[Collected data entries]
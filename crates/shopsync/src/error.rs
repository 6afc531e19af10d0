//! CLI error types with miette diagnostics.
//!
//! Controllers swallow API failures and record a rendered message; the
//! CLI lifts that message into a diagnostic with actionable help and a
//! meaningful exit code.

use miette::Diagnostic;
use thiserror::Error;

use shopsync_config::ConfigError;

/// Exit codes.
pub mod exit_code {
    pub const GENERAL: i32 = 1;
    pub const USAGE: i32 = 2;
    pub const AUTH: i32 = 3;
    pub const NOT_FOUND: i32 = 4;
}

#[derive(Debug, Error, Diagnostic)]
pub enum CliError {
    // ── Catalog API ──────────────────────────────────────────────────
    #[error("Catalog request failed: {message}")]
    #[diagnostic(
        code(shopsync::api_error),
        help("Check that the catalog service is reachable at the configured api_url.")
    )]
    Api { message: String },

    #[error("Access denied by the catalog service")]
    #[diagnostic(
        code(shopsync::access_denied),
        help(
            "Product, manufacturer, and option endpoints require an access key.\n\
             Set SHOPSYNC_ACCESS_KEY or run: shopsync config init"
        )
    )]
    AccessDenied,

    // ── Resources ────────────────────────────────────────────────────
    #[error("{resource_type} '{identifier}' not found")]
    #[diagnostic(
        code(shopsync::not_found),
        help("Run: shopsync {list_command} to see available {resource_type}s")
    )]
    NotFound {
        resource_type: String,
        identifier: String,
        list_command: String,
    },

    // ── Validation ───────────────────────────────────────────────────
    #[error("Invalid value for {field}: {reason}")]
    #[diagnostic(code(shopsync::validation))]
    Validation { field: String, reason: String },

    // ── Configuration ────────────────────────────────────────────────
    #[error("Profile '{name}' not found in configuration")]
    #[diagnostic(
        code(shopsync::profile_not_found),
        help(
            "Create one with: shopsync config init --api-url <URL>\n\
             Or set SHOPSYNC_API_URL to skip profiles entirely."
        )
    )]
    ProfileNotFound { name: String },

    #[error("Configuration error: {0}")]
    #[diagnostic(code(shopsync::config))]
    Config(#[source] Box<ConfigError>),
}

impl CliError {
    /// Classify a controller's recorded error message. The controller
    /// stores only the rendered string, so the mapping is textual.
    pub fn from_swallowed(message: &str) -> Self {
        if message.starts_with("Access denied") {
            Self::AccessDenied
        } else {
            Self::Api {
                message: message.to_owned(),
            }
        }
    }

    /// Map this error to a process exit code.
    pub fn exit_code(&self) -> i32 {
        match self {
            Self::AccessDenied => exit_code::AUTH,
            Self::NotFound { .. } => exit_code::NOT_FOUND,
            Self::Validation { .. } | Self::ProfileNotFound { .. } => exit_code::USAGE,
            _ => exit_code::GENERAL,
        }
    }
}

impl From<ConfigError> for CliError {
    fn from(err: ConfigError) -> Self {
        match err {
            ConfigError::ProfileNotFound { name } => Self::ProfileNotFound { name },
            ConfigError::Validation { field, reason } => Self::Validation { field, reason },
            other => Self::Config(Box::new(other)),
        }
    }
}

YOUR TASK
Reproduce verbatim the stretch of lines beginning with the one containing "impl From<ConfigError> for" and ending at the close of the entries above.

RESULT
impl From<ConfigError> for CliError {
    fn from(err: ConfigError) -> Self {
        match err {
            ConfigError::ProfileNotFound { name } => Self::ProfileNotFound { name },
            ConfigError::Validation { field, reason } => Self::Validation { field, reason },
            other => Self::Config(Box::new(other)),
        }
    }
}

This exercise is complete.